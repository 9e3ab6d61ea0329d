//! Display-density classification.
//!
//! A display surface is *high-density* when it reports a scale factor
//! exactly equal to the 2x sentinel ([`HIGH_DENSITY_SCALE`]). Everything
//! else — standard scales, fractional scales, unknown or unreported scales,
//! and any enumeration failure — classifies as standard density. The
//! fail-closed default matters: painting a plain image on a HiDPI display
//! is merely blurry, while painting a half-scaled image on a standard
//! display is wrong.
//!
//! Density is recomputed on every query. Surfaces change (a window dragged
//! to a different monitor, a display setting toggled), so no classification
//! is ever cached here.

use tracing::debug;

use crate::paint::IconPainter;
use crate::screen::{Screen, ScreenProvider};

/// Scale factor that classifies a surface as high-density.
pub const HIGH_DENSITY_SCALE: f64 = 2.0;

/// Whether a specific display surface is high-density.
///
/// True only when the screen reports a scale factor exactly equal to
/// [`HIGH_DENSITY_SCALE`]. An unreported scale factor classifies as
/// standard density.
pub fn is_high_density(screen: &Screen) -> bool {
    screen.scale_factor() == Some(HIGH_DENSITY_SCALE)
}

/// Whether *any* currently attached display surface is high-density.
///
/// Environment-level query, independent of any particular render target.
/// Enumeration failures are swallowed and classify as standard density.
pub fn any_high_density(provider: &impl ScreenProvider) -> bool {
    match provider.screens() {
        Ok(screens) => screens.iter().any(is_high_density),
        Err(err) => {
            debug!("screen enumeration failed, assuming standard density: {err}");
            false
        }
    }
}

/// Whether a paint target is bound to a high-density surface.
///
/// Painters that are not bound to a graphics-capable display (offscreen
/// buffers, printers, unbound contexts) report no screen and classify as
/// standard density.
pub fn target_is_high_density(painter: &dyn IconPainter) -> bool {
    match painter.target_screen() {
        Some(screen) => is_high_density(&screen),
        None => false,
    }
}

#[cfg(test)]
mod tests {
    use super::*;
    use crate::screen::ScreenError;

    #[test]
    fn test_scale_two_is_high_density() {
        let screen = Screen::new("retina").with_scale_factor(2.0);
        assert!(is_high_density(&screen));
    }

    #[test]
    fn test_other_scales_are_standard() {
        for scale in [1.0, 1.25, 1.5, 1.9999, 2.5, 3.0] {
            let screen = Screen::new("plain").with_scale_factor(scale);
            assert!(!is_high_density(&screen), "scale {scale} must be standard");
        }
    }

    #[test]
    fn test_unknown_scale_is_standard() {
        assert!(!is_high_density(&Screen::new("mystery")));
    }

    #[test]
    fn test_any_high_density_finds_one_among_many() {
        let screens = vec![
            Screen::new("a").with_scale_factor(1.0),
            Screen::new("b").with_scale_factor(2.0),
            Screen::new("c").with_scale_factor(1.5),
        ];
        assert!(any_high_density(&screens));
    }

    #[test]
    fn test_any_high_density_all_standard() {
        let screens = vec![
            Screen::new("a").with_scale_factor(1.0),
            Screen::new("b"),
        ];
        assert!(!any_high_density(&screens));
    }

    #[test]
    fn test_any_high_density_no_screens() {
        let screens: Vec<Screen> = Vec::new();
        assert!(!any_high_density(&screens));
    }

    struct BrokenProvider;

    impl ScreenProvider for BrokenProvider {
        fn screens(&self) -> Result<Vec<Screen>, ScreenError> {
            Err(ScreenError::Enumeration(String::from("display server gone")))
        }
    }

    #[test]
    fn test_enumeration_failure_classifies_standard() {
        assert!(!any_high_density(&BrokenProvider));
    }
}
//! Bundle factories: resolving a locator into an [`ImageBundle`].
//!
//! The default [`EagerBundleFactory`] loads both variants up front on the
//! calling thread: the plain image (required, failures propagate) and the
//! derived `@2x` image (optional, failures absorbed). It performs no
//! caching — repeated calls with the same locator re-read and re-decode
//! both variants. Hosts that want caching, lazy decoding, or a different
//! naming convention wrap or replace the factory through
//! [`ImageBundleFactory`]; the only contract is that bundle dimensions are
//! the logical layout size.

use std::io;

use tracing::debug;

use crate::bundle::ImageBundle;
use crate::error::{LoadError, LoadResult};
use crate::locator::Locator;
use crate::raster::Raster;

/// Resolves a locator into an image bundle.
///
/// This trait exists to facilitate caching, background loading and other
/// more involved strategies; the bundled implementation is deliberately
/// plain.
pub trait ImageBundleFactory {
    /// Load the plain and double-density image pair for `locator`.
    ///
    /// # Errors
    ///
    /// Fails only when the *plain* variant cannot be loaded or decoded.
    fn create(&self, locator: &Locator) -> LoadResult<ImageBundle>;
}

/// Fetches the raw bytes behind a locator.
///
/// The byte-fetching collaborator of [`EagerBundleFactory`]. The bundled
/// [`FsLoader`] resolves locators as filesystem paths; hosts with archive-
/// or network-backed assets implement this instead of a whole factory.
pub trait ResourceLoader {
    /// Read the full contents of the resource at `locator`.
    fn load(&self, locator: &Locator) -> io::Result<Vec<u8>>;
}

/// [`ResourceLoader`] that treats locators as filesystem paths.
#[derive(Debug, Clone, Copy, Default)]
pub struct FsLoader;

impl ResourceLoader for FsLoader {
    fn load(&self, locator: &Locator) -> io::Result<Vec<u8>> {
        std::fs::read(locator.as_path())
    }
}

/// The default factory: eager, synchronous, uncached.
///
/// Both loads block the calling thread for the duration of the I/O and
/// decode. Hosts that need the load off the rendering thread wrap this in a
/// decorator that marshals the finished bundle back.
#[derive(Debug, Clone, Copy, Default)]
pub struct EagerBundleFactory<L: ResourceLoader = FsLoader> {
    loader: L,
}

impl EagerBundleFactory<FsLoader> {
    /// Create a factory that loads from the filesystem.
    pub const fn new() -> Self {
        Self { loader: FsLoader }
    }
}

impl<L: ResourceLoader> EagerBundleFactory<L> {
    /// Create a factory over a custom resource loader.
    pub const fn with_loader(loader: L) -> Self {
        Self { loader }
    }

    fn load_raster(&self, locator: &Locator) -> LoadResult<Raster> {
        let bytes = self.loader.load(locator).map_err(|source| LoadError::Read {
            locator: locator.clone(),
            source,
        })?;
        Raster::from_bytes(&bytes).map_err(|source| LoadError::Decode {
            locator: locator.clone(),
            source,
        })
    }
}

impl<L: ResourceLoader> ImageBundleFactory for EagerBundleFactory<L> {
    fn create(&self, locator: &Locator) -> LoadResult<ImageBundle> {
        let plain = self.load_raster(locator)?;

        // Absence of a @2x asset is a normal, expected state. Any failure
        // on this path downgrades the bundle to plain-only.
        let retina_locator = locator.derive_high_density();
        let retina = match self.load_raster(&retina_locator) {
            Ok(raster) => Some(raster),
            Err(err) => {
                debug!("no usable @2x variant for `{locator}`: {err}");
                None
            }
        };

        Ok(ImageBundle::new(plain, retina))
    }
}

#[cfg(test)]
mod tests {
    use std::collections::HashMap;

    use super::*;
    use crate::raster::test_support::png_bytes;

    /// In-memory loader mapping locator strings to encoded bytes.
    #[derive(Default)]
    struct MemoryLoader {
        resources: HashMap<String, Vec<u8>>,
    }

    impl MemoryLoader {
        fn insert(mut self, locator: &str, bytes: Vec<u8>) -> Self {
            self.resources.insert(locator.to_owned(), bytes);
            self
        }
    }

    impl ResourceLoader for MemoryLoader {
        fn load(&self, locator: &Locator) -> io::Result<Vec<u8>> {
            self.resources
                .get(locator.as_str())
                .cloned()
                .ok_or_else(|| io::Error::new(io::ErrorKind::NotFound, locator.as_str().to_owned()))
        }
    }

    #[test]
    fn test_create_with_both_variants() {
        let loader = MemoryLoader::default()
            .insert("icon.png", png_bytes(8, 8))
            .insert("icon@2x.png", png_bytes(16, 16));
        let factory = EagerBundleFactory::with_loader(loader);

        let bundle = factory.create(&Locator::from("icon.png")).unwrap();
        assert_eq!(bundle.width(), 8);
        assert!(bundle.has_retina());
        assert_eq!(bundle.retina().unwrap().width(), 16);
    }

    #[test]
    fn test_missing_retina_is_absorbed() {
        let loader = MemoryLoader::default().insert("icon.png", png_bytes(8, 8));
        let factory = EagerBundleFactory::with_loader(loader);

        let bundle = factory.create(&Locator::from("icon.png")).unwrap();
        assert!(bundle.plain().is_some());
        assert!(!bundle.has_retina());
    }

    #[test]
    fn test_undecodable_retina_is_absorbed() {
        let loader = MemoryLoader::default()
            .insert("icon.png", png_bytes(8, 8))
            .insert("icon@2x.png", b"corrupt".to_vec());
        let factory = EagerBundleFactory::with_loader(loader);

        let bundle = factory.create(&Locator::from("icon.png")).unwrap();
        assert!(!bundle.has_retina());
    }

    #[test]
    fn test_missing_plain_is_fatal() {
        let factory = EagerBundleFactory::with_loader(MemoryLoader::default());

        let err = factory.create(&Locator::from("gone.png")).unwrap_err();
        assert!(matches!(err, LoadError::Read { .. }));
        assert_eq!(err.locator().as_str(), "gone.png");
    }

    #[test]
    fn test_undecodable_plain_is_fatal() {
        let loader = MemoryLoader::default().insert("icon.png", b"corrupt".to_vec());
        let factory = EagerBundleFactory::with_loader(loader);

        let err = factory.create(&Locator::from("icon.png")).unwrap_err();
        assert!(matches!(err, LoadError::Decode { .. }));
    }

    #[test]
    fn test_dimensions_always_from_plain() {
        // Even with a wildly mis-sized @2x asset present.
        let loader = MemoryLoader::default()
            .insert("icon.png", png_bytes(10, 5))
            .insert("icon@2x.png", png_bytes(64, 64));
        let factory = EagerBundleFactory::with_loader(loader);

        let bundle = factory.create(&Locator::from("icon.png")).unwrap();
        assert_eq!(bundle.width(), 10);
        assert_eq!(bundle.height(), 5);
    }

    #[test]
    fn test_extension_less_locator_derives_appended_suffix() {
        let loader = MemoryLoader::default()
            .insert("icon", png_bytes(4, 4))
            .insert("icon@2x", png_bytes(8, 8));
        let factory = EagerBundleFactory::with_loader(loader);

        let bundle = factory.create(&Locator::from("icon")).unwrap();
        assert!(bundle.has_retina());
    }

    #[test]
    fn test_fs_loader_end_to_end() {
        let dir = tempfile::tempdir().unwrap();
        let plain_path = dir.path().join("save.png");
        let retina_path = dir.path().join("save@2x.png");
        std::fs::write(&plain_path, png_bytes(12, 12)).unwrap();
        std::fs::write(&retina_path, png_bytes(24, 24)).unwrap();

        let factory = EagerBundleFactory::new();
        let bundle = factory.create(&Locator::from(plain_path.as_path())).unwrap();
        assert_eq!(bundle.width(), 12);
        assert!(bundle.has_retina());
    }
}
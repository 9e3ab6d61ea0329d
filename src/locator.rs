//! Resource locators and the `@2x` naming convention.
//!
//! A [`Locator`] identifies the plain-resolution image asset. The
//! high-resolution counterpart is never supplied separately; it is derived
//! by inserting the `@2x` token before the final extension:
//!
//! - `icons/save.png` → `icons/save@2x.png`
//! - `icons/save` → `icons/save@2x`
//!
//! This is the only contract an asset packager has to follow to ship
//! high-resolution imagery; no manifest or metadata file is consulted.

use std::fmt;
use std::path::{Path, PathBuf};

/// Suffix token marking a double-density asset.
pub const HIGH_DENSITY_SUFFIX: &str = "@2x";

/// An opaque identifier for an image asset.
///
/// The locator's string form is interpreted by whichever
/// [`ResourceLoader`](crate::ResourceLoader) resolves it; the bundled
/// [`FsLoader`](crate::FsLoader) treats it as a filesystem path.
#[derive(Clone, PartialEq, Eq, Hash)]
pub struct Locator(String);

impl Locator {
    /// Create a locator from its string form.
    pub fn new(locator: impl Into<String>) -> Self {
        Self(locator.into())
    }

    /// The locator's string form.
    pub fn as_str(&self) -> &str {
        &self.0
    }

    /// The locator interpreted as a filesystem path.
    pub fn as_path(&self) -> &Path {
        Path::new(&self.0)
    }

    /// Derive the locator of the double-density counterpart.
    ///
    /// The `@2x` token is inserted immediately before the last `.` of the
    /// string form, or appended when the locator has no extension separator.
    /// The split point is the last dot of the *whole* string, matching the
    /// packaging convention rather than any path-aware extension parsing.
    pub fn derive_high_density(&self) -> Locator {
        match self.0.rfind('.') {
            Some(dot) => {
                let (stem, ext) = self.0.split_at(dot);
                Locator(format!("{stem}{HIGH_DENSITY_SUFFIX}{ext}"))
            }
            None => Locator(format!("{}{HIGH_DENSITY_SUFFIX}", self.0)),
        }
    }
}

impl fmt::Display for Locator {
    fn fmt(&self, f: &mut fmt::Formatter<'_>) -> fmt::Result {
        f.write_str(&self.0)
    }
}

impl fmt::Debug for Locator {
    fn fmt(&self, f: &mut fmt::Formatter<'_>) -> fmt::Result {
        write!(f, "Locator({:?})", self.0)
    }
}

impl From<&str> for Locator {
    fn from(s: &str) -> Self {
        Self(s.to_owned())
    }
}

impl From<String> for Locator {
    fn from(s: String) -> Self {
        Self(s)
    }
}

impl From<&Path> for Locator {
    fn from(p: &Path) -> Self {
        Self(p.to_string_lossy().into_owned())
    }
}

impl From<PathBuf> for Locator {
    fn from(p: PathBuf) -> Self {
        Self::from(p.as_path())
    }
}
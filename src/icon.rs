//! Density-aware paintable icons.

use crate::bundle::ImageBundle;
use crate::density;
use crate::paint::IconPainter;
use crate::types::{Point, Size};

/// A paintable icon that selects the right resolution variant per paint.
///
/// The icon's reported [`width`](Self::width)/[`height`](Self::height) are
/// the bundle's logical dimensions and never change, no matter which
/// variant actually loaded or paints — consumers size their layout from
/// these.
///
/// Density is re-evaluated on every [`paint`](Self::paint) call: a window
/// dragged from a HiDPI monitor to a standard one starts painting the plain
/// variant on the very next frame, with no cache to invalidate.
#[derive(Debug, Clone)]
pub struct RetinaIcon {
    bundle: ImageBundle,
}

impl RetinaIcon {
    /// Wrap an image bundle in a paintable icon.
    pub fn new(bundle: ImageBundle) -> Self {
        Self { bundle }
    }

    /// The underlying image bundle.
    pub fn bundle(&self) -> &ImageBundle {
        &self.bundle
    }

    /// Logical width in pixels.
    pub fn width(&self) -> u32 {
        self.bundle.width()
    }

    /// Logical height in pixels.
    pub fn height(&self) -> u32 {
        self.bundle.height()
    }

    /// Logical size in pixels.
    pub fn size(&self) -> Size {
        self.bundle.logical_size()
    }

    /// Paint the icon at `origin` into `painter`.
    ///
    /// On a high-density target the `@2x` variant is drawn scaled down by
    /// exactly one half, so it fills the logical width/height box; when no
    /// `@2x` variant exists the plain image is drawn unscaled instead. On a
    /// standard-density target the plain image is drawn unscaled; a bundle
    /// without a plain variant (possible only through
    /// [`ImageBundle::from_parts`]) falls back to the `@2x` image unscaled,
    /// which is visually oversized — a better-than-nothing path kept for
    /// compatibility. An empty bundle paints nothing. Never errors.
    pub fn paint(&self, painter: &mut dyn IconPainter, origin: Point) {
        if density::target_is_high_density(painter) {
            if !self.paint_retina_scaled(painter, origin) {
                self.paint_plain(painter, origin);
            }
        } else if !self.paint_plain(painter, origin) {
            self.paint_retina_unscaled(painter, origin);
        }
    }

    /// Draw the `@2x` variant at half scale into the logical box.
    fn paint_retina_scaled(&self, painter: &mut dyn IconPainter, origin: Point) -> bool {
        let Some(retina) = self.bundle.retina() else {
            return false;
        };
        painter.save();
        painter.translate(origin.x, origin.y);
        painter.scale(0.5, 0.5);
        painter.draw_raster(retina, Point::ZERO);
        painter.restore();
        true
    }

    /// Draw the plain variant unscaled at the requested origin.
    fn paint_plain(&self, painter: &mut dyn IconPainter, origin: Point) -> bool {
        let Some(plain) = self.bundle.plain() else {
            return false;
        };
        painter.draw_raster(plain, origin);
        true
    }

    /// Draw the `@2x` variant unscaled (the oversized last resort).
    fn paint_retina_unscaled(&self, painter: &mut dyn IconPainter, origin: Point) -> bool {
        let Some(retina) = self.bundle.retina() else {
            return false;
        };
        painter.draw_raster(retina, origin);
        true
    }
}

:::::

| EXERCISE PROMPT |
For each line in the data above that contains the string "locators", extract the line.

| EXERCISE RESULT |
/// [`FsLoader`] resolves locators as filesystem paths; hosts with archive-
/// [`ResourceLoader`] that treats locators as filesystem paths.
//! Resource locators and the `@2x` naming convention.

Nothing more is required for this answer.